The U.S. currency also slid to a two-week-low against the yen, and a five-week trough versus the euro.
The Fed on Wednesday lifted the target overnight interest rate by 25 basis points to a range of 0.75 percent to 1.00 percent, but stuck to its original forecast of three rate increases this year. Investors were expecting four rate hikes in 2017.
Chicago-based Ron Waliczek, managing director of over-the-counter FX and interest rates at INTL FC Stone, said going into Wednesday’s Fed decision, the dollar had been overdone and had been so since 2014.
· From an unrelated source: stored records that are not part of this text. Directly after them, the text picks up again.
use crate::error::ProviderError;
use crate::models::{
    AudioRequest, AudioResponse, ChatRequest, ChatResponse, EmbeddingRequest, EmbeddingResponse,
    ImageRequest, ImageResponse, SpeechRequest, SpeechResponse, StreamChunk,
};
use crate::providers::http_client::map_error_response;
use crate::providers::{HealthStatus, Provider, ProviderConfig, ProviderHealth, StreamResult};
use async_stream::stream;
use reqwest::Client;
use std::collections::HashMap;
use std::time::Instant;

pub struct AzureOpenAIProvider {
    client: Client,
    config: ProviderConfig,
    base_url: String,
    api_version: String,
}

impl AzureOpenAIProvider {
    pub fn new(config: ProviderConfig) -> Result<Self, ProviderError> {
        let client = Client::builder()
            .timeout(config.timeout)
            .build()
            .map_err(|e| ProviderError::Configuration {
                message: format!("Failed to create HTTP client: {e}"),
            })?;

        let base_url = config
            .base_url
            .clone()
            .unwrap_or_else(|| "https://api.openai.azure.com".to_string());

        let api_version = config
            .headers
            .get("api-version")
            .cloned()
            .unwrap_or_else(|| "2024-02-15-preview".to_string());

        Ok(Self {
            client,
            config,
            base_url,
            api_version,
        })
    }

    fn build_url(&self, endpoint: &str, deployment_name: Option<&str>) -> String {
        let deployment = deployment_name.unwrap_or("gpt-35-turbo");
        format!(
            "{}/openai/deployments/{}/{}?api-version={}",
            self.base_url, deployment, endpoint, self.api_version
        )
    }

    fn build_headers(&self) -> reqwest::header::HeaderMap {
        let mut headers = reqwest::header::HeaderMap::new();

        headers.insert(
            "Authorization",
            format!("Bearer {}", self.config.api_key).parse().unwrap(),
        );

        headers.insert("Content-Type", "application/json".parse().unwrap());

        for (key, value) in &self.config.headers {
            if let (Ok(header_name), Ok(header_value)) =
                (key.parse::<reqwest::header::HeaderName>(), value.parse())
            {
                headers.insert(header_name, header_value);
            }
        }

        headers
    }

    fn map_model(&self, model: &str) -> String {
        self.config
            .model_mapping
            .get(model)
            .cloned()
            .unwrap_or_else(|| model.to_string())
    }

    // Use shared map_error_response
}

#[async_trait::async_trait]
impl Provider for AzureOpenAIProvider {
    fn name(&self) -> &str {
        "azure-openai"
    }

    fn supports_streaming(&self) -> bool {
        true
    }

    fn supports_function_calling(&self) -> bool {
        true
    }

    fn supported_models(&self) -> Vec<String> {
        vec![
            "gpt-4".to_string(),
            "gpt-4-turbo".to_string(),
            "gpt-4-turbo-preview".to_string(),
            "gpt-35-turbo".to_string(),
            "gpt-35-turbo-16k".to_string(),
            "text-embedding-ada-002".to_string(),
            "text-embedding-3-small".to_string(),
            "text-embedding-3-large".to_string(),
            "dall-e-2".to_string(),
            "dall-e-3".to_string(),
            "whisper-1".to_string(),
            "tts-1".to_string(),
            "tts-1-hd".to_string(),
        ]
    }

    async fn chat_completion(
        &self,
        mut request: ChatRequest,
    ) -> Result<ChatResponse, ProviderError> {
        request.model = self.map_model(&request.model);
        let url = self.build_url("chat/completions", Some(&request.model));
        let headers = self.build_headers();

        let response = self
            .client
            .post(&url)
            .headers(headers)
            .json(&request)
            .send()
            .await?;

        if !response.status().is_success() {
            return Err(map_error_response(response).await);
        }

        let chat_response: ChatResponse = response.json().await?;
        Ok(chat_response)
    }

    async fn stream_chat_completion(
        &self,
        mut request: ChatRequest,
    ) -> Result<StreamResult, ProviderError> {
        request.model = self.map_model(&request.model);
        request.stream = Some(true);

        let url = self.build_url("chat/completions", Some(&request.model));
        let headers = self.build_headers();

        let response = self
            .client
            .post(&url)
            .headers(headers)
            .json(&request)
            .send()
            .await?;

        if !response.status().is_success() {
            return Err(map_error_response(response).await);
        }

        let stream = Box::pin(stream! {
            let mut bytes_stream = response.bytes_stream();
            let mut buffer = String::new();

            while let Some(chunk_result) = futures::StreamExt::next(&mut bytes_stream).await {
                match chunk_result {
                    Ok(chunk) => {
                        let chunk_str = String::from_utf8_lossy(&chunk);
                        buffer.push_str(&chunk_str);

                        while let Some(line_end) = buffer.find('\n') {
                            let line = buffer[..line_end].trim().to_string();
                            buffer = buffer[line_end + 1..].to_string();

                            if let Some(json_str) = line.strip_prefix("data: ") {
                                if json_str == "[DONE]" {
                                    return;
                                }

                                match serde_json::from_str::<StreamChunk>(json_str) {
                                    Ok(stream_chunk) => yield Ok(stream_chunk),
                                    Err(e) => yield Err(ProviderError::Serialization(e)),
                                }
                            }
                        }
                    }
                    Err(e) => yield Err(ProviderError::Http(e)),
                }
            }
        });

        Ok(stream)
    }

    async fn embedding(
        &self,
        mut request: EmbeddingRequest,
    ) -> Result<EmbeddingResponse, ProviderError> {
        request.model = self.map_model(&request.model);
        let url = self.build_url("embeddings", Some(&request.model));
        let headers = self.build_headers();

        let response = self
            .client
            .post(&url)
            .headers(headers)
            .json(&request)
            .send()
            .await?;

        if !response.status().is_success() {
            return Err(map_error_response(response).await);
        }

        let embedding_response: EmbeddingResponse = response.json().await?;
        Ok(embedding_response)
    }

    async fn image_generation(
        &self,
        mut request: ImageRequest,
    ) -> Result<ImageResponse, ProviderError> {
        if let Some(ref model) = request.model {
            request.model = Some(self.map_model(model));
        }

        let model = request.model.as_deref().unwrap_or("dall-e-3");
        let url = self.build_url("images/generations", Some(model));
        let headers = self.build_headers();

        let response = self
            .client
            .post(&url)
            .headers(headers)
            .json(&request)
            .send()
            .await?;

        if !response.status().is_success() {
            return Err(map_error_response(response).await);
        }

        let image_response: ImageResponse = response.json().await?;
        Ok(image_response)
    }

    async fn audio_transcription(
        &self,
        mut request: AudioRequest,
    ) -> Result<AudioResponse, ProviderError> {
        request.model = self.map_model(&request.model);
        let url = self.build_url("audio/transcriptions", Some(&request.model));
        let headers = self.build_headers();

        let form = reqwest::multipart::Form::new()
            .part(
                "file",
                reqwest::multipart::Part::bytes(request.file)
                    .file_name("audio.mp3")
                    .mime_str("audio/mpeg")?,
            )
            .text("model", request.model);

        let form = if let Some(language) = request.language {
            form.text("language", language)
        } else {
            form
        };

        let form = if let Some(prompt) = request.prompt {
            form.text("prompt", prompt)
        } else {
            form
        };

        let response = self
            .client
            .post(&url)
            .headers(headers)
            .multipart(form)
            .send()
            .await?;

        if !response.status().is_success() {
            return Err(map_error_response(response).await);
        }

        let audio_response: AudioResponse = response.json().await?;
        Ok(audio_response)
    }

    async fn text_to_speech(
        &self,
        mut request: SpeechRequest,
    ) -> Result<SpeechResponse, ProviderError> {
        request.model = self.map_model(&request.model);
        let url = self.build_url("audio/speech", Some(&request.model));
        let headers = self.build_headers();

        let response = self
            .client
            .post(&url)
            .headers(headers)
            .json(&request)
            .send()
            .await?;

        if !response.status().is_success() {
            return Err(map_error_response(response).await);
        }

        let content_type = response
            .headers()
            .get("content-type")
            .and_then(|ct| ct.to_str().ok())
            .unwrap_or("audio/mpeg")
            .to_string();

        let audio_bytes = response.bytes().await?;

        Ok(SpeechResponse {
            audio: audio_bytes.to_vec(),
            content_type,
        })
    }

    async fn health_check(&self) -> Result<ProviderHealth, ProviderError> {
        let start = Instant::now();

        // Use a basic models list request instead of chat completion for health check
        let url = format!(
            "{}/openai/models?api-version={}",
            self.base_url, self.api_version
        );
        let headers = self.build_headers();

        let response = self.client.get(&url).headers(headers).send().await;

        let latency_ms = start.elapsed().as_millis() as u64;

        match response {
            Ok(resp) if resp.status().is_success() => Ok(ProviderHealth {
                status: HealthStatus::Healthy,
                latency_ms: Some(latency_ms),
                error_rate: 0.0,
                last_check: chrono::Utc::now(),
                details: HashMap::new(),
            }),
            Ok(resp) => {
                let mut details = HashMap::new();
                details.insert(
                    "status_code".to_string(),
                    resp.status().as_u16().to_string(),
                );

                Ok(ProviderHealth {
                    status: HealthStatus::Degraded,
                    latency_ms: Some(latency_ms),
                    error_rate: 1.0,
                    last_check: chrono::Utc::now(),
                    details,
                })
            }
            Err(e) => {
                let mut details = HashMap::new();
                details.insert("error".to_string(), e.to_string());

                Ok(ProviderHealth {
                    status: HealthStatus::Unhealthy,
                    latency_ms: Some(latency_ms),
                    error_rate: 1.0,
                    last_check: chrono::Utc::now(),
                    details,
                })
            }
        }
    }
}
If ever there was a time when the dollar would consolidate and move lower, Wednesday provided the perfect opportunity as the market built in expectations of a more aggressive rate-hike pace, he said.
“Overall, I think the dollar will continue to be under some pressure for a period of time in which the market has to digest what the Fed is saying,” Waliczek said.
In late morning trading, the dollar index fell 0.3 percent to 100.40. It slid to as low as 100.39, its weakest level since Feb 9. Against the yen, the dollar was down 0.1 percent at 113.29, after earlier falling to a two-week trough.
The euro rose to a five-week high against the greenback, and was last at $1.0737, up 0.1 percent.
The single European currency was also buoyed by a Dutch election defeat of far-right leader Geert Wilders, which eased broader fears of a populist drift in European polls this year.
“The Dutch election result was consistent with the opinion polling,” said Bank of America G10 currency strategist Kamal Sharma.
“Ultimately, the near term is going to be dominated by French election risks. So we still see that the euro is likely to trade lower heading into those elections,” he added.
Sterling, meanwhile, rose on some surprise hints about the chances of a rise in UK interest rates. The pound hit a two-week high of $1.2373, after the Bank of England kept interest rates on hold but gave a handful of hints in voting results and its minutes that it might raise them soon.
The pound was last up 0.6 percent at $1.2360.